Sale di livello lo scontro fra Netflix e gli Isp negli Stati Uniti, in particolar modo con Verizon. Dinanzi alle crescenti lamentele dei suoi sottoscrittori per la difficoltà di fruizione dello streaming, la settimana scorsa Netflix ha cominciato a far comparire sugli schermi dei propri abbonati un messaggio in cui si scaricava su Verizon la responsabilità del cattivo servizio.
La nuova schermata di ‘buffer’ con cui Netflix dà conto al cliente del motivo per cui il video è lento a caricarsi ha infatti iniziato a riportare la seguente frase: “The Verizon network is crowded right now”. Il provider non ha affatto gradito e ha subito inviato a Netflix una lettera d’ingiunzione che chiedeva la cessazione della schermata in questione. La motivazione addotta dal gigante telco è che “Netflix non ha alcuna base per poter dire che i problemi di riproduzione di una determinata sessione video sono da ascriversi esclusivamente al network Verizon”. Netflix ha preso nota della reazione immediata del provider, comunicando che concluderà quello che ha definito “un test su scala ridotta” volto a migliorare l’informazione alla clientela, ma solo dopo il 16 giugno.

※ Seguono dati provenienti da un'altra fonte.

//! Address text codec.
//!
//! Splitting `addr/prefix` text, prefix/mask conversions, and the textual
//! forms used for addresses and endpoints. Everything here is pure.

use std::net::{IpAddr, Ipv4Addr, Ipv6Addr, SocketAddr};

use crate::error::{Error, Result};

/// Address buffer size, terminator included (`INET6_ADDRSTRLEN + 4 + 1`).
pub const ADDR_BUF_LEN: usize = 46 + 4 + 1;

/// Prefix buffer size, terminator included.
pub const PREFIX_BUF_LEN: usize = 4;

/// Address family of a piece of address text.
#[derive(Debug, Clone, Copy, PartialEq, Eq)]
pub enum Family {
    V4,
    V6,
}

impl Family {
    /// Text containing a `:` anywhere is IPv6.
    pub fn of(text: &str) -> Self {
        if text.contains(':') { Self::V6 } else { Self::V4 }
    }

    /// Largest valid prefix length.
    pub fn max_prefix(self) -> u8 {
        match self {
            Self::V4 => 32,
            Self::V6 => 128,
        }
    }

    /// Prefix used when the text carries none.
    pub fn default_prefix(self) -> &'static str {
        match self {
            Self::V4 => "32",
            Self::V6 => "128",
        }
    }

    /// `AF_INET` or `AF_INET6`.
    pub fn af(self) -> u8 {
        match self {
            Self::V4 => libc::AF_INET as u8,
            Self::V6 => libc::AF_INET6 as u8,
        }
    }
}

/// Split `addr[/prefix]` at the first `/`.
///
/// A missing prefix defaults to the full host length of the family. Parts
/// that would not fit their fixed-size buffers are rejected.
pub fn split(text: &str) -> Result<(&str, &str)> {
    let family = Family::of(text);

    match text.split_once('/') {
        Some((addr, prefix)) => {
            if addr.len() >= ADDR_BUF_LEN || prefix.len() >= PREFIX_BUF_LEN {
                return Err(Error::InvalidIpStr(text.to_string()));
            }
            Ok((addr, prefix))
        }
        None => {
            if text.len() >= ADDR_BUF_LEN {
                return Err(Error::InvalidIpStr(text.to_string()));
            }
            Ok((text, family.default_prefix()))
        }
    }
}

/// Count the leading one bits of a network-order IPv4 netmask.
pub fn prefix_from_mask_v4(mask_be: u32) -> u8 {
    u32::from_be(mask_be).leading_ones() as u8
}

/// Count the leading one bits of an IPv6 netmask.
pub fn prefix_from_mask_v6(mask: &[u8; 16]) -> u8 {
    u128::from_be_bytes(*mask).leading_ones() as u8
}

/// Build a network-order IPv4 netmask. `0` gives an all-zero mask.
pub fn prefix_to_mask_v4(prefix: u8) -> u32 {
    let shift = 32u32.saturating_sub(u32::from(prefix));
    u32::MAX.checked_shl(shift).unwrap_or(0).to_be()
}

/// Build an IPv6 netmask.
pub fn prefix_to_mask_v6(prefix: u8) -> [u8; 16] {
    let shift = 128u32.saturating_sub(u32::from(prefix));
    u128::MAX.checked_shl(shift).unwrap_or(0).to_be_bytes()
}

/// Check a prefix length against the family range.
pub fn validate_prefix(prefix: u32, family: Family) -> Result<u8> {
    if prefix > u32::from(family.max_prefix()) {
        return Err(Error::InvalidIpPrefix(prefix.to_string()));
    }
    Ok(prefix as u8)
}

/// Parse decimal prefix text and validate it.
pub fn parse_prefix(text: &str, family: Family) -> Result<u8> {
    let prefix: u32 = text
        .parse()
        .map_err(|_| Error::InvalidIpPrefix(text.to_string()))?;
    validate_prefix(prefix, family)
}

pub fn parse_ipv4(text: &str) -> Result<Ipv4Addr> {
    text.parse()
        .map_err(|_| Error::InvalidIp(text.to_string()))
}

pub fn parse_ipv6(text: &str) -> Result<Ipv6Addr> {
    text.parse()
        .map_err(|_| Error::InvalidIp(text.to_string()))
}

/// Parse address text of the given family.
pub fn parse_address(text: &str, family: Family) -> Result<IpAddr> {
    match family {
        Family::V4 => parse_ipv4(text).map(IpAddr::V4),
        Family::V6 => parse_ipv6(text).map(IpAddr::V6),
    }
}

/// `addr/prefix`.
pub fn format_cidr(addr: IpAddr, prefix: u8) -> String {
    format!("{}/{}", addr, prefix)
}

/// `a.b.c.d:port` or `[v6]:port`, without scope or flow info.
pub fn format_endpoint(endpoint: &SocketAddr) -> String {
    match endpoint {
        SocketAddr::V4(v4) => format!("{}:{}", v4.ip(), v4.port()),
        SocketAddr::V6(v6) => format!("[{}]:{}", v6.ip(), v6.port()),
    }
}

Intanto rimane comunque lo strumento di pressione messo in piedi da Netflix con lo “Isp Speed Index”. Il sito riporta mensilmente le performance in termini di streaming per ogni paese in cui è presente il servizio Netflix, mostrando impietosamente i “buoni” e i “cattivi” fra i vari Isp locali. Nel rapporto di maggio Verizon è additato come il più lento fra i provider Usa. Questo a dispetto di un accordo firmato ad aprile fra i due contendenti, i quali, fra uno sgarbo e un’ingiunzione, a volte cercano anche vie di collaborazione. Nell’accordo stipulato, Netflix accettava di pagare a Verizon una somma non resa pubblica per avere accesso diretto (“direct peering”) al network dell’Isp, bypassando intermediari fornitori di banda quali Cogent o Level 3 Communication.
Un simile accordo Netflix lo aveva firmato a febbraio anche con Comcast – un altro Isp con cui si erano create tensioni su chi doveva sostenere i costi di upgrading dell’infrastruttura di trasmissione richiesti dall’uso sempre più massiccio di banda, cui servizi come Netflix contribuiscono in maniera decisiva. Il fatto è che mentre la performance di Comcast nella velocità di streaming è migliorata subito dopo l’accordo (da 1.68Mbps medi a 2.5Mbps), quella di Verizon è addirittura peggiorata, scendendo da 1.99Mbps a 1.9Mbps. Verizon spiega la defaillance con il fatto che ci vorrà qualche mese perché l’accordo trovi piena implementazione e gli utenti Netflix ne abbiano un consistente beneficio – spiegazione che lascia qualche dubbio, visto che nel caso di Comcast il servizio è migliorato già il mese successivo alla firma dell’accordo di “direct peering”.
E’ anche per questo che – a complemento dell’iniziativa del messaggio anti-Verizon – Netflix ha puntualizzato attraverso il suo portavoce che “Netflix non seleziona di proposito connessioni congestionate. Paghiamo alcuni dei maggiori transit network del mondo per portare i contenuti Netflix davanti alla porta principale degli Isp. Se il problema nasce davanti a quella porta – il punto di interconnessione – è perché il provider non alloca banda sufficiente a soddisfare le richieste del suo stesso cliente”. L’impressione è che lo scambio di colpi proibiti sia solo agli inizi.